TASK PROMPT: Every line of the data that contains the string "Debug" must be copied.

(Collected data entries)

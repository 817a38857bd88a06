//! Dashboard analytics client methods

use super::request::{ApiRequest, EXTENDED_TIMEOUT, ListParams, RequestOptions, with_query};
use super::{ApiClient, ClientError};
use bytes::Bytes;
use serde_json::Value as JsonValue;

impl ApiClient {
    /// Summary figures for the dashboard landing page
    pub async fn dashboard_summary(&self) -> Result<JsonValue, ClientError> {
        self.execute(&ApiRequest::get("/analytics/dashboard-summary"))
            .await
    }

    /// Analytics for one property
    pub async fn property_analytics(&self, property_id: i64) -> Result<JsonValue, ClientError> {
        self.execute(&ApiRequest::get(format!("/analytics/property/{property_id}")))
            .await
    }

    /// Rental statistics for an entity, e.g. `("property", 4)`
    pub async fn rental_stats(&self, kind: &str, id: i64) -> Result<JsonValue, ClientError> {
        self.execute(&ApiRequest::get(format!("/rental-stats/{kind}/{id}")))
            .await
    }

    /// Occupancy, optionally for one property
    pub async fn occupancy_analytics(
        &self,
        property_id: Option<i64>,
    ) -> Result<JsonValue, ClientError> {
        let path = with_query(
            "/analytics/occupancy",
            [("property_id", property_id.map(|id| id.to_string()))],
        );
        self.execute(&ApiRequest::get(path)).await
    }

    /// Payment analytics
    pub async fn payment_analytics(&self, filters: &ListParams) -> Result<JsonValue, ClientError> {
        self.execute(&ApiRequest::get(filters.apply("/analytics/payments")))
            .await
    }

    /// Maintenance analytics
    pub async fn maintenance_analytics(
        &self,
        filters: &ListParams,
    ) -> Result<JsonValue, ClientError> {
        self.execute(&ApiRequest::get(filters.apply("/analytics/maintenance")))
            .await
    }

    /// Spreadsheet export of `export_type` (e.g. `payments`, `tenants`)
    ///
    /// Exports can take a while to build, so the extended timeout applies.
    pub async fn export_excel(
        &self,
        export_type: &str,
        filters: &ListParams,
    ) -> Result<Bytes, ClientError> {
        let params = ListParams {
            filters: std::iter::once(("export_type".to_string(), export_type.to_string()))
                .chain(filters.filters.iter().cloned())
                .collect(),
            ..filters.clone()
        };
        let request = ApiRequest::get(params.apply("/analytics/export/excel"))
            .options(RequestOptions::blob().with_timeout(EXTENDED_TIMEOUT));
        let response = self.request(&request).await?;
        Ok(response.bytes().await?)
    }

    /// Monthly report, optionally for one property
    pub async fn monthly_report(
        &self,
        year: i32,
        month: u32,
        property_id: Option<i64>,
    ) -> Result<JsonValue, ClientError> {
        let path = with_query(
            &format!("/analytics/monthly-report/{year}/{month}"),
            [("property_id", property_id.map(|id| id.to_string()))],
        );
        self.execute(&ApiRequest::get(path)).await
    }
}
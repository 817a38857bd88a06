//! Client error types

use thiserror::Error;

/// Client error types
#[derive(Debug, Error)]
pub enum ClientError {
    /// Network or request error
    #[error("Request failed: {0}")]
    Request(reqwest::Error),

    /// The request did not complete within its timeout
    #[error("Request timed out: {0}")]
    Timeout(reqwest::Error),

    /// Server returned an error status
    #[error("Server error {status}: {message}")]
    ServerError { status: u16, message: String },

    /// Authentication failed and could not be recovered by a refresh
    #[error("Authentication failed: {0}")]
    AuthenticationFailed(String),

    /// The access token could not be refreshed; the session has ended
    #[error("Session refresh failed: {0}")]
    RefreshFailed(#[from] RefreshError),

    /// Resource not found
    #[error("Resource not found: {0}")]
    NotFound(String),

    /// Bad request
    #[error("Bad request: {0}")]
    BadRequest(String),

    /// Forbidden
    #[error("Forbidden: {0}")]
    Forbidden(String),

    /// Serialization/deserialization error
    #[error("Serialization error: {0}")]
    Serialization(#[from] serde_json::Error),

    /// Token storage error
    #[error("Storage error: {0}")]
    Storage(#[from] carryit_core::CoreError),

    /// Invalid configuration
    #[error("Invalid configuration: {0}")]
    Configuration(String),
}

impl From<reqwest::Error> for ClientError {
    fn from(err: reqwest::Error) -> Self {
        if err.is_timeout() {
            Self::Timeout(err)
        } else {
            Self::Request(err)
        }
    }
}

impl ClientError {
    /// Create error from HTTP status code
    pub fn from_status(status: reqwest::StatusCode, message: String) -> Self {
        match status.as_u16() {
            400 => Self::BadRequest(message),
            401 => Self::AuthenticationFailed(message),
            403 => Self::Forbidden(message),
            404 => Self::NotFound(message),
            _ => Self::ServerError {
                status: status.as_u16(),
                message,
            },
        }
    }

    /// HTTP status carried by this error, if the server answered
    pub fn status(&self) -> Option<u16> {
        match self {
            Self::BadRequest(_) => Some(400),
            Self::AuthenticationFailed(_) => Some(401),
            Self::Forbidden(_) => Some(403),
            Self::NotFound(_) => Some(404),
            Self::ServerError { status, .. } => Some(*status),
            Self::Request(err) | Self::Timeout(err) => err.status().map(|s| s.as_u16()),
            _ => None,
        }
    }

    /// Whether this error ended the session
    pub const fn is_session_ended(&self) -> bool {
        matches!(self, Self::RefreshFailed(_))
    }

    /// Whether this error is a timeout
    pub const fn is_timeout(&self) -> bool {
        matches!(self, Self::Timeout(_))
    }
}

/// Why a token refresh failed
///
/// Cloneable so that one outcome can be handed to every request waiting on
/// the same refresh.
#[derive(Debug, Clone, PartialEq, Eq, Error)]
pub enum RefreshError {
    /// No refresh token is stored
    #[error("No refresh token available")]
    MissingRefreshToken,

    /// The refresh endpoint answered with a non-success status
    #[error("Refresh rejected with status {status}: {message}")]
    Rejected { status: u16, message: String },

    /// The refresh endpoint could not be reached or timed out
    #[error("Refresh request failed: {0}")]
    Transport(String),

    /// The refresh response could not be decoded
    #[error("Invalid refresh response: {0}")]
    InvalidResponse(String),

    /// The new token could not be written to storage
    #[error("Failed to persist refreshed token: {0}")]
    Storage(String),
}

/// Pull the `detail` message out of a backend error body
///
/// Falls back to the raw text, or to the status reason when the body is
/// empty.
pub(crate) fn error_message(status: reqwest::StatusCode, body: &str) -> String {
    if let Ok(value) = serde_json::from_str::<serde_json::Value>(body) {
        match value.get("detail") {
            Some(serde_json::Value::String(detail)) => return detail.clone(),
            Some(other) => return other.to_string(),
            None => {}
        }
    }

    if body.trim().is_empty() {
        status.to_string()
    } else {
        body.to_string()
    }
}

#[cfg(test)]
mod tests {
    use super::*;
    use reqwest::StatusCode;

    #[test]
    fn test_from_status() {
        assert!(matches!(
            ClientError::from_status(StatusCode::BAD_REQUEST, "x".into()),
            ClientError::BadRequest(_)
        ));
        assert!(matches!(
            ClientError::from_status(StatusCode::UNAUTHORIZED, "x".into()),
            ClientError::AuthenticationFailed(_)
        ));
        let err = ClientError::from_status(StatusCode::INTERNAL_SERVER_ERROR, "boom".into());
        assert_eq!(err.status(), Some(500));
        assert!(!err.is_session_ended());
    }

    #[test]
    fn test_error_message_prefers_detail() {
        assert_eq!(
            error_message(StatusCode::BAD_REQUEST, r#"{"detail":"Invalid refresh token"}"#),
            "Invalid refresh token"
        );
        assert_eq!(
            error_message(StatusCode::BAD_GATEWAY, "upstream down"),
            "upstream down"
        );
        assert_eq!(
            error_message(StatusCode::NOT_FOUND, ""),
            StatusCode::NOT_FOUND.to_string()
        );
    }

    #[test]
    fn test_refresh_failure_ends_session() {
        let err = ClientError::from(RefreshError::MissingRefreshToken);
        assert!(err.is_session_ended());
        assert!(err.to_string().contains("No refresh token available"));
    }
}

EXERCISE ANSWER:
#[derive(Debug, Error)]
#[derive(Debug, Clone, PartialEq, Eq, Error)]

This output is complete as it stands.